Empresários pedem desoneração do custo da energia elétrica para setor industrial

Após encontro organizado pela Confederação Nacional da Indústria (CNI) na capital paulista hoje (20), dirigentes empresariais decidiram apresentar ao governo no dia 20 de agosto, entre outras propostas, a desoneração do custo da energia elétrica para o setor industrial. O pedido será encaminhado ao Conselho Nacional de Desenvolvimento Industrial (CNDI), instância superior de aconselhamento do Plano Brasil Maior, lançado em agosto de 2011 pelo governo federal.

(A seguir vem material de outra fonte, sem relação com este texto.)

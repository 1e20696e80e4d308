//! Platform seams: sensor directory backends and the registration API

use super::error::RegistrationError;
use super::reading::Reading;
use super::sensor::{SensorDescriptor, SensorId};
use anyhow::Result;
use serde::{Deserialize, Serialize};
use std::fmt;
use std::str::FromStr;
use std::time::Duration;

/// Requested (not guaranteed) delivery cadence for readings
#[derive(Debug, Clone, Copy, PartialEq, Eq, Serialize, Deserialize, Default)]
#[serde(rename_all = "snake_case")]
pub enum RateHint {
    /// As fast as the sensor allows
    Fastest,
    Game,
    /// Moderate, display-oriented cadence; the application default
    #[default]
    Ui,
    Normal,
}

impl RateHint {
    /// Requested interval between readings
    ///
    /// `Fastest` returns zero and defers entirely to the sensor's own
    /// minimum sample interval.
    pub fn interval(self) -> Duration {
        match self {
            RateHint::Fastest => Duration::ZERO,
            RateHint::Game => Duration::from_millis(20),
            RateHint::Ui => Duration::from_millis(60),
            RateHint::Normal => Duration::from_millis(200),
        }
    }

    pub fn as_str(self) -> &'static str {
        match self {
            RateHint::Fastest => "fastest",
            RateHint::Game => "game",
            RateHint::Ui => "ui",
            RateHint::Normal => "normal",
        }
    }
}

impl fmt::Display for RateHint {
    fn fmt(&self, f: &mut fmt::Formatter<'_>) -> fmt::Result {
        f.write_str(self.as_str())
    }
}

impl FromStr for RateHint {
    type Err = String;

    fn from_str(s: &str) -> Result<Self, Self::Err> {
        match s {
            "fastest" => Ok(RateHint::Fastest),
            "game" => Ok(RateHint::Game),
            "ui" => Ok(RateHint::Ui),
            "normal" => Ok(RateHint::Normal),
            other => Err(format!(
                "unknown rate '{}' (expected fastest, game, ui or normal)",
                other
            )),
        }
    }
}

/// Trait for sensor directory backends
///
/// A backend enumerates the sensors a platform exposes and reads their
/// current values on demand. Enumeration happens once at startup; the
/// resulting snapshot is never refreshed.
pub trait SensorBackend: Send + Sync {
    /// Backend id used for registry lookup and configuration
    fn id(&self) -> &'static str;

    /// Human-readable name
    fn name(&self) -> &'static str;

    /// Enumerate the sensors this backend exposes, in platform order
    ///
    /// May return an empty list; the caller decides what that means.
    fn enumerate(&mut self) -> Result<Vec<SensorDescriptor>>;

    /// Read the sensor's current value(s)
    ///
    /// Should be quick (<10ms ideally); called at the registered cadence.
    fn sample(&mut self, sensor: &SensorDescriptor) -> Result<Reading>;

    /// Check if this backend is usable on the current system
    fn is_available(&self) -> bool {
        true
    }
}

/// Type-erased backend for dynamic dispatch
pub type BoxedBackend = Box<dyn SensorBackend>;

/// The platform registration API
///
/// Registration and unregistration are synchronous and never suspend.
/// Implementations own the single registered-sensor slot.
pub trait SensorRegistrar {
    /// Register `sensor` for update delivery at the given cadence
    fn register(
        &mut self,
        sensor: &SensorDescriptor,
        rate: RateHint,
    ) -> Result<(), RegistrationError>;

    /// Drop the registration for `sensor`. Idempotent; unknown ids are ignored.
    fn unregister(&mut self, sensor: SensorId);
}
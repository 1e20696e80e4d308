//! sens-probe: an interactive hardware sensor inspector
//!
//! This library provides the core functionality for sens-probe, including:
//! - The sensor session manager driving selection and registration
//! - Sensor directory backends (hwmon, sysinfo thermal, simulated)
//! - Display sink implementations
//! - Configuration management

pub mod backends;
pub mod config;
pub mod core;
pub mod sinks;

// Re-export commonly used types
pub use config::AppConfig;
pub use core::{
    DisplaySink, RateHint, Reading, Registry, Sampler, SelectionState, SensorBackend,
    SensorDescriptor, SensorId, SensorKind, SensorSession,
};
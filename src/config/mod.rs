//! Configuration management

mod settings;

pub use settings::AppConfig;
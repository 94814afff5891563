//! Encoder position to coil phase mapping.
//!
//! A phase is an integer angular position within the motor's electrical
//! frame: one full mechanical step is [`FULL_STEP`] = 256 phase units. The
//! mapping `phase = round(full_steps_per_rotation * position / 256)` lands in
//! a 24-bit space that wraps once per encoder-counter revolution; consumers
//! never track revolutions explicitly and instead unwrap per-sample phase
//! differences.

use crate::math_integer::div_round_closest;

/// Phase units per full mechanical step.
pub const FULL_STEP: i32 = 256;

/// The phase result space is 24 bits wide.
pub const PHASE_MASK: u32 = 0xFF_FFFF;

/// Bias applied to unwrap a phase difference that crossed the 24-bit
/// boundary.
pub const PHASE_BIAS: i32 = 1 << 24;

/// Largest plausible per-sample phase movement; a raw difference beyond this
/// is a wrap crossing, not motion.
pub const PHASE_MAX: i32 = 51_200;

/// Map an encoder position to its coil phase.
///
/// The product is computed in 64 bits so axes with large
/// `full_steps_per_rotation` cannot overflow, then reduced into the 24-bit
/// phase space.
#[inline(always)]
pub fn position_to_phase(full_steps_per_rotation: u32, position: u32) -> u32 {
    let scaled = div_round_closest(full_steps_per_rotation as u64 * position as u64, 256);
    (scaled as u32) & PHASE_MASK
}

/// Signed difference between two phases, unwrapped across the 24-bit
/// boundary.
///
/// Both inputs must already be reduced into the phase space. A raw
/// difference with magnitude above [`PHASE_MAX`] is treated as a boundary
/// crossing and biased back by [`PHASE_BIAS`].
#[inline(always)]
pub fn phase_difference(phase: u32, last_phase: u32) -> i32 {
    let mut diff = phase as i32 - last_phase as i32;
    if diff > PHASE_MAX {
        diff -= PHASE_BIAS;
    } else if diff < -PHASE_MAX {
        diff += PHASE_BIAS;
    }
    diff
}

#[cfg(test)]
mod tests {
    use super::*;

    #[test]
    fn mapping_is_monotonic_with_bounded_steps() {
        let fsr = 200u32;
        let max_step = (fsr as i64 + 255) / 256; // ceil(fsr / 256)
        let mut prev = position_to_phase(fsr, 0) as i64;
        for p in 1..200_000u32 {
            let phase = position_to_phase(fsr, p) as i64;
            assert!(phase >= prev, "not monotonic at p = {}", p);
            assert!(phase - prev <= max_step, "jump of {} at p = {}", phase - prev, p);
            prev = phase;
        }
    }

    #[test]
    fn rounds_to_nearest() {
        // 200 * 1000 / 256 = 781.25 -> 781; 200 * 1002 / 256 = 782.8 -> 783
        assert_eq!(position_to_phase(200, 1000), 781);
        assert_eq!(position_to_phase(200, 1002), 783);
    }

    #[test]
    fn large_axis_product_does_not_overflow() {
        // fsr * position overflows 32 bits; the 64-bit widening must keep
        // the reduced result exact
        let fsr = 51_200u32;
        let position = 0x00FF_FF00u32;
        let expected = ((fsr as u64 * position as u64 + 128) / 256) as u32 & PHASE_MASK;
        assert_eq!(position_to_phase(fsr, position), expected);
    }

    #[test]
    fn wrap_crossing_is_absorbed() {
        // phases straddling the 24-bit boundary: raw difference is near
        // 2^24, the unwrapped difference is the 20-unit physical move
        let before = PHASE_MASK - 9; // 2^24 - 10
        let after = 10u32;
        let d = phase_difference(after, before);
        assert_eq!(d, 20);
        assert!(d.unsigned_abs() < (PHASE_BIAS - PHASE_MAX) as u32);

        let d = phase_difference(before, after);
        assert_eq!(d, -20);
    }

    #[test]
    fn in_range_differences_pass_through() {
        assert_eq!(phase_difference(1000, 600), 400);
        assert_eq!(phase_difference(600, 1000), -400);
        assert_eq!(phase_difference(PHASE_MAX as u32, 0), PHASE_MAX);
    }

    #[test]
    fn random_walk_unwraps_every_crossing() {
        use rand::Rng;
        let mut rng = rand::thread_rng();

        // integrate unwrapped differences of a wrapping walk and compare
        // against the ground-truth accumulator
        let mut truth: i64 = 0;
        let mut last = 0u32;
        let mut integrated: i64 = 0;
        for _ in 0..100_000 {
            let step = rng.gen_range(-(PHASE_MAX as i64)..=PHASE_MAX as i64);
            truth += step;
            let phase = (truth.rem_euclid(1 << 24)) as u32;
            integrated += phase_difference(phase, last) as i64;
            last = phase;
            assert_eq!(integrated, truth);
        }
    }
}
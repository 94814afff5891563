#![no_std]

//! Control core for a closed-loop "servo stepper": a two-phase stepper motor
//! driven through an H-bridge while a rotary encoder closes the position loop.
//!
//! Everything in this crate is integer arithmetic and runs without allocation,
//! so the same code executes in a 6 kHz timer interrupt on the MCU and inside
//! host unit tests. Hardware access goes through the narrow [`driver`] traits;
//! the `servostep_drivers` crate provides the STM32 implementations.

#[cfg(any(feature = "std", test))]
#[macro_use]
extern crate std;

pub mod commands;
pub mod driver;
pub mod encoder_position;
pub mod math_integer;
pub mod servo_stepper;
pub mod shutdown;
pub mod virtual_stepper;

pub use commands::{Command, Response, ServoRegistry};
pub use servo_stepper::{ServoConfig, ServoMode, ServoStepper};
pub use shutdown::Shutdown;
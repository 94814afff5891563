//! Board pin map.
//!
//! Pins are configured where they are handed out; this module only
//! centralizes the assignments so a board revision is a one-file change.

use hal::gpio::{Pin, PinMode, Port};

pub mod driver {
    use super::*;

    /// H-bridge reset, active low.
    pub fn reset() -> Pin {
        Pin::new(Port::B, 2, PinMode::Output)
    }

    /// H-bridge output enable.
    pub fn enable() -> Pin {
        Pin::new(Port::A, 4, PinMode::Output)
    }

    /// TIM2 CH1..CH4 on the four bridge legs (A1, A2, B1, B2).
    pub fn init_pwm_pins() {
        Pin::new(Port::A, 1, PinMode::Alt(1));
        Pin::new(Port::A, 0, PinMode::Alt(1));
        Pin::new(Port::B, 10, PinMode::Alt(1));
        Pin::new(Port::B, 11, PinMode::Alt(1));
    }
}

pub mod encoder {
    use super::*;

    /// SCK/MISO/MOSI on SPI1; returns the software-driven chip select.
    pub fn init_spi_pins() -> Pin {
        Pin::new(Port::A, 5, PinMode::Alt(5));
        Pin::new(Port::A, 6, PinMode::Alt(5));
        Pin::new(Port::A, 7, PinMode::Alt(5));
        Pin::new(Port::C, 4, PinMode::Output)
    }
}

pub mod led {
    use super::*;

    /// Latched on a fatal shutdown.
    pub fn fault() -> Pin {
        Pin::new(Port::B, 15, PinMode::Output)
    }

    /// Lit while the closed loop is active.
    pub fn status() -> Pin {
        Pin::new(Port::B, 14, PinMode::Output)
    }
}
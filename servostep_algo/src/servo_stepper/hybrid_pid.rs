//! State blocks for the closed-loop controller: the PID accumulators and the
//! rest-position averager that anchors the encoder frame before the loop
//! closes.

use crate::math_integer::div_round_closest;
use crate::shutdown::Shutdown;

use super::phase::FULL_STEP;

/// PID accumulators and per-sample bookkeeping.
///
/// Gains are signed 16-bit fixed-point, pre-multiplied by 1024 on the host.
/// With the control error clamped to one full step the `kp * error` product
/// stays far inside i32; see the update routine for the ranges.
pub(crate) struct PidControl {
    pub kp: i16,
    pub ki: i16,
    pub kd: i16,
    /// Integral of the clamped error, held within one full step.
    pub integral: i32,
    /// Accumulated divergence between commanded and measured motion, in
    /// phase units. Unclamped in storage so long-run truth survives.
    pub error: i32,
    /// Phase of the encoder's rest position at init; measured phases are
    /// reported relative to this.
    pub phase_offset: u32,
    pub last_phase: u32,
    pub last_stp_pos: u32,
    pub last_sample_time: u32,
}

impl PidControl {
    pub const fn new() -> Self {
        Self {
            kp: 0,
            ki: 0,
            kd: 0,
            integral: 0,
            error: 0,
            phase_offset: 0,
            last_phase: 0,
            last_stp_pos: 0,
            last_sample_time: 0,
        }
    }

    pub fn set_gains(&mut self, kp: i16, ki: i16, kd: i16) {
        self.kp = kp;
        self.ki = ki;
        self.kd = kd;
    }

    /// Clear everything the loop accumulates between samples. Called when
    /// the encoder frame is (re-)anchored.
    pub fn reset_tracking(&mut self) {
        self.integral = 0;
        self.error = 0;
        self.last_phase = 0;
        self.last_stp_pos = 0;
    }
}

/// Progress of the init averager across samples.
pub(crate) enum InitProgress {
    /// Pre-roll: rotor settling under hold current.
    Settling,
    /// Collecting rest-position samples.
    Sampling,
    /// Averaging finished; `mean_position` is the encoder rest position.
    Anchored { mean_position: u32 },
}

/// Averages successive encoder samples to find the rest position.
///
/// The mean is accumulated as signed deltas against the first sample, so an
/// encoder sitting across the counter wrap still averages correctly. Any
/// sample deviating from the running mean by more than one full step aborts
/// the axis: closing the loop on a jittering encoder would servo against
/// noise.
pub(crate) struct InitAverager {
    settle_ticks: u32,
    base: u32,
    accum: i64,
    count: u32,
}

impl InitAverager {
    /// Samples averaged once the rotor has settled.
    pub const SAMPLE_COUNT: u32 = 16;

    pub const fn start(settle_ticks: u32) -> Self {
        Self {
            settle_ticks,
            base: 0,
            accum: 0,
            count: 0,
        }
    }

    pub fn tick(
        &mut self,
        position: u32,
        full_steps_per_rotation: u32,
    ) -> Result<InitProgress, Shutdown> {
        if self.settle_ticks > 0 {
            self.settle_ticks -= 1;
            return Ok(InitProgress::Settling);
        }

        if self.count == 0 {
            self.base = position;
        }
        let delta = position.wrapping_sub(self.base) as i32;
        self.accum += delta as i64;
        self.count += 1;
        let mean_delta = (self.accum / self.count as i64) as i32;

        // deviation from the running mean, expressed in phase units
        let deviation = delta.wrapping_sub(mean_delta).unsigned_abs();
        let dev_phase = div_round_closest(full_steps_per_rotation as u64 * deviation as u64, 256);
        if dev_phase > FULL_STEP as u64 {
            return Err(Shutdown::EncoderVariance);
        }

        if self.count >= Self::SAMPLE_COUNT {
            Ok(InitProgress::Anchored {
                mean_position: self.base.wrapping_add(mean_delta as u32),
            })
        } else {
            Ok(InitProgress::Sampling)
        }
    }
}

De acordo com o presidente da Confederação Nacional da Indústria (CNI), Robson Braga de Andrade, espera-se que haja uma redução considerável do custo de energia. “Tem que ser uma redução forte, porque pequena não resolve o problema”, disse. Segundo o presidente da CNI, uma redução entre 10% e 15% seria satisfatória, mas alguns setores como o de alumínios precisariam de um ajuste maior, de 20% no mínimo. “É claro que gostaria que fosse bem acima disso, porque a energia brasileira hoje é a segunda mais cara do mundo”, disse.
Paulo Godoy, presidente da Associação Brasileira da Infraestrutura e Indústrias de Base (Abdib), disse que os vencimentos das concessões do setor elétrico, que começam em 2015, podem resultar em redução de custos, “um dos elementos importantes para a competitividade industrial”.
Godoy também defende uma revisão dos impostos e encargos setoriais que incidem sobre a energia, como a Conta de Consumo de Combustíveis (CCC) e a Reserva Global de Reversão (RGR). Para ele, outros cortes, como no Imposto sobre Circulação de Mercadorias e Serviços (ICMS), PIS e Cofins, também poderiam ajudar.
Além da questão da energia, investimentos na área da infra-estrutura foi discutido no encontro. O relançamento das concessões de estradas, liberação de novas autorizações para portos e ampliação das concessões de aeroportos serão importantes para o país.
Godoy avalia que, de modo geral, as medidas do Plano Brasil Maior dependem de maior estrutura no país. “Elas [medidas] são importantes, são pontuais, terão efeito, mas o efeito permanente se dará através de políticas mais estruturantes”, disse.